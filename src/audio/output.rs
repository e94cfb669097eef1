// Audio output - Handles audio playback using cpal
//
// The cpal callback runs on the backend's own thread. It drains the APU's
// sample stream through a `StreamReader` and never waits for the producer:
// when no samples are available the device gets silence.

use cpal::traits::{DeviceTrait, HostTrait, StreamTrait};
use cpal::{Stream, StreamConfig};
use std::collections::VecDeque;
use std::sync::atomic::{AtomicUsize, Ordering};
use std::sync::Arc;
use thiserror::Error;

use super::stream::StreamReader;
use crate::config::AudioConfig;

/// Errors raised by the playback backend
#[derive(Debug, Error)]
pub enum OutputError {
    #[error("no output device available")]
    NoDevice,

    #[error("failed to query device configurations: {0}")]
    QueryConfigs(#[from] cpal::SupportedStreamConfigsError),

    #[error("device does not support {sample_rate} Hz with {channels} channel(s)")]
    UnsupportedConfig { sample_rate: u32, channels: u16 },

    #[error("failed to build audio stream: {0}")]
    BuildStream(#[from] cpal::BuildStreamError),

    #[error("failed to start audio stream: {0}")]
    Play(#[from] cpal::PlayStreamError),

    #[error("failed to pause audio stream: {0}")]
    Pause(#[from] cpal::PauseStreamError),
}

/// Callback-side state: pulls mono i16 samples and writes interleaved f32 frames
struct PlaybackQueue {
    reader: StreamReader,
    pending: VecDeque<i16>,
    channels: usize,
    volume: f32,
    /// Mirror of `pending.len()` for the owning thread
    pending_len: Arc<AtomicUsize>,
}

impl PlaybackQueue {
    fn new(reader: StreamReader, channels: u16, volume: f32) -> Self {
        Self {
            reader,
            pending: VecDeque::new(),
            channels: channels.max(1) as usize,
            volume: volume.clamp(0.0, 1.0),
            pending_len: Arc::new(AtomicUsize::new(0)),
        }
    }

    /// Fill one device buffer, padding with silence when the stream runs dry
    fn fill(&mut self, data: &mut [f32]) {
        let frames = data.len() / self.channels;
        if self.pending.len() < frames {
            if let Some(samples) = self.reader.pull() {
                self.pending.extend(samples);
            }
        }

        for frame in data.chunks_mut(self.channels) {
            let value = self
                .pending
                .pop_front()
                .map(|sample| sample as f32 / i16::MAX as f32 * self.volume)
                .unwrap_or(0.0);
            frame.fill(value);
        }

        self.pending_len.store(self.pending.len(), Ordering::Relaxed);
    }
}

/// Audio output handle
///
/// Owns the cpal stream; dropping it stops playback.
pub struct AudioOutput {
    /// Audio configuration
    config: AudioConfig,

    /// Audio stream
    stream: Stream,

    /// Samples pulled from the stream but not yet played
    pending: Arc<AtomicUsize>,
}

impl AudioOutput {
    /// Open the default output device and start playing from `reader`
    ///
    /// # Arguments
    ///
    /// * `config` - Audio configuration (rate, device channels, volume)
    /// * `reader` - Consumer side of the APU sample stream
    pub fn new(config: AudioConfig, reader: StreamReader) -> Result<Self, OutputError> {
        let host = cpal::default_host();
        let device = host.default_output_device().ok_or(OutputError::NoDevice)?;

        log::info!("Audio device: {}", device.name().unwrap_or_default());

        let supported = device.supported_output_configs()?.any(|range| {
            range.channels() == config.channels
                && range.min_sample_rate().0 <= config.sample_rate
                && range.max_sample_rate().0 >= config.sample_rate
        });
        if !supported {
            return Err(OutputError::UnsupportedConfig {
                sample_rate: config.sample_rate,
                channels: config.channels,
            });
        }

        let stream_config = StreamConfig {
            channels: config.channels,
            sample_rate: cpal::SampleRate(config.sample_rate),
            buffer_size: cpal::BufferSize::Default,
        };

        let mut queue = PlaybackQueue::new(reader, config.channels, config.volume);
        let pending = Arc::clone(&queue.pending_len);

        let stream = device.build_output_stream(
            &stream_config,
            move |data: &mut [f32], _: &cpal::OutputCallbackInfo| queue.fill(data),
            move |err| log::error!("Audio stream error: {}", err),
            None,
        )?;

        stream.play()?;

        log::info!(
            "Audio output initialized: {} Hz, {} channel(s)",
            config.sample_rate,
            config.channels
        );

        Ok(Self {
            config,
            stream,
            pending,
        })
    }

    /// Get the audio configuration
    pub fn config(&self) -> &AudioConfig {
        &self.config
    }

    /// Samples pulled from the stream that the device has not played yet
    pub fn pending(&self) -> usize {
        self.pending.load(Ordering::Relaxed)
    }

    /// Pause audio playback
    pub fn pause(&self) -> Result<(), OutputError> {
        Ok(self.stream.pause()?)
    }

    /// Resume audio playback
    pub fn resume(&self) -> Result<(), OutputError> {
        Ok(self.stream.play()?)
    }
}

## ABOUT THIS TASK
Working through the records above, copy each one exactly.

## RESULT OF THE EXERCISE
filename src/audio/output.rs
repository e94cfb669097eef1
// Audio output - Handles audio playback using cpal
//
// The cpal callback runs on the backend's own thread. It drains the APU's
// sample stream through a `StreamReader` and never waits for the producer:
// when no samples are available the device gets silence.

use cpal::traits::{DeviceTrait, HostTrait, StreamTrait};
use cpal::{Stream, StreamConfig};
use std::collections::VecDeque;
use std::sync::atomic::{AtomicUsize, Ordering};
use std::sync::Arc;
use thiserror::Error;

use super::stream::StreamReader;
use crate::config::AudioConfig;

/// Errors raised by the playback backend
#[derive(Debug, Error)]
pub enum OutputError {
    #[error("no output device available")]
    NoDevice,

    #[error("failed to query device configurations: {0}")]
    QueryConfigs(#[from] cpal::SupportedStreamConfigsError),

    #[error("device does not support {sample_rate} Hz with {channels} channel(s)")]
    UnsupportedConfig { sample_rate: u32, channels: u16 },

    #[error("failed to build audio stream: {0}")]
    BuildStream(#[from] cpal::BuildStreamError),

    #[error("failed to start audio stream: {0}")]
    Play(#[from] cpal::PlayStreamError),

    #[error("failed to pause audio stream: {0}")]
    Pause(#[from] cpal::PauseStreamError),
}

/// Callback-side state: pulls mono i16 samples and writes interleaved f32 frames
struct PlaybackQueue {
    reader: StreamReader,
    pending: VecDeque<i16>,
    channels: usize,
    volume: f32,
    /// Mirror of `pending.len()` for the owning thread
    pending_len: Arc<AtomicUsize>,
}

impl PlaybackQueue {
    fn new(reader: StreamReader, channels: u16, volume: f32) -> Self {
        Self {
            reader,
            pending: VecDeque::new(),
            channels: channels.max(1) as usize,
            volume: volume.clamp(0.0, 1.0),
            pending_len: Arc::new(AtomicUsize::new(0)),
        }
    }

    /// Fill one device buffer, padding with silence when the stream runs dry
    fn fill(&mut self, data: &mut [f32]) {
        let frames = data.len() / self.channels;
        if self.pending.len() < frames {
            if let Some(samples) = self.reader.pull() {
                self.pending.extend(samples);
            }
        }

        for frame in data.chunks_mut(self.channels) {
            let value = self
                .pending
                .pop_front()
                .map(|sample| sample as f32 / i16::MAX as f32 * self.volume)
                .unwrap_or(0.0);
            frame.fill(value);
        }

        self.pending_len.store(self.pending.len(), Ordering::Relaxed);
    }
}

/// Audio output handle
///
/// Owns the cpal stream; dropping it stops playback.
pub struct AudioOutput {
    /// Audio configuration
    config: AudioConfig,

    /// Audio stream
    stream: Stream,

    /// Samples pulled from the stream but not yet played
    pending: Arc<AtomicUsize>,
}

impl AudioOutput {
    /// Open the default output device and start playing from `reader`
    ///
    /// # Arguments
    ///
    /// * `config` - Audio configuration (rate, device channels, volume)
    /// * `reader` - Consumer side of the APU sample stream
    pub fn new(config: AudioConfig, reader: StreamReader) -> Result<Self, OutputError> {
        let host = cpal::default_host();
        let device = host.default_output_device().ok_or(OutputError::NoDevice)?;

        log::info!("Audio device: {}", device.name().unwrap_or_default());

        let supported = device.supported_output_configs()?.any(|range| {
            range.channels() == config.channels
                && range.min_sample_rate().0 <= config.sample_rate
                && range.max_sample_rate().0 >= config.sample_rate
        });
        if !supported {
            return Err(OutputError::UnsupportedConfig {
                sample_rate: config.sample_rate,
                channels: config.channels,
            });
        }

        let stream_config = StreamConfig {
            channels: config.channels,
            sample_rate: cpal::SampleRate(config.sample_rate),
            buffer_size: cpal::BufferSize::Default,
        };

        let mut queue = PlaybackQueue::new(reader, config.channels, config.volume);
        let pending = Arc::clone(&queue.pending_len);

        let stream = device.build_output_stream(
            &stream_config,
            move |data: &mut [f32], _: &cpal::OutputCallbackInfo| queue.fill(data),
            move |err| log::error!("Audio stream error: {}", err),
            None,
        )?;

        stream.play()?;

        log::info!(
            "Audio output initialized: {} Hz, {} channel(s)",
            config.sample_rate,
            config.channels
        );

        Ok(Self {
            config,
            stream,
            pending,
        })
    }

    /// Get the audio configuration
    pub fn config(&self) -> &AudioConfig {
        &self.config
    }

    /// Samples pulled from the stream that the device has not played yet
    pub fn pending(&self) -> usize {
        self.pending.load(Ordering::Relaxed)
    }

    /// Pause audio playback
    pub fn pause(&self) -> Result<(), OutputError> {
        Ok(self.stream.pause()?)
    }

    /// Resume audio playback
    pub fn resume(&self) -> Result<(), OutputError> {
        Ok(self.stream.play()?)
    }
}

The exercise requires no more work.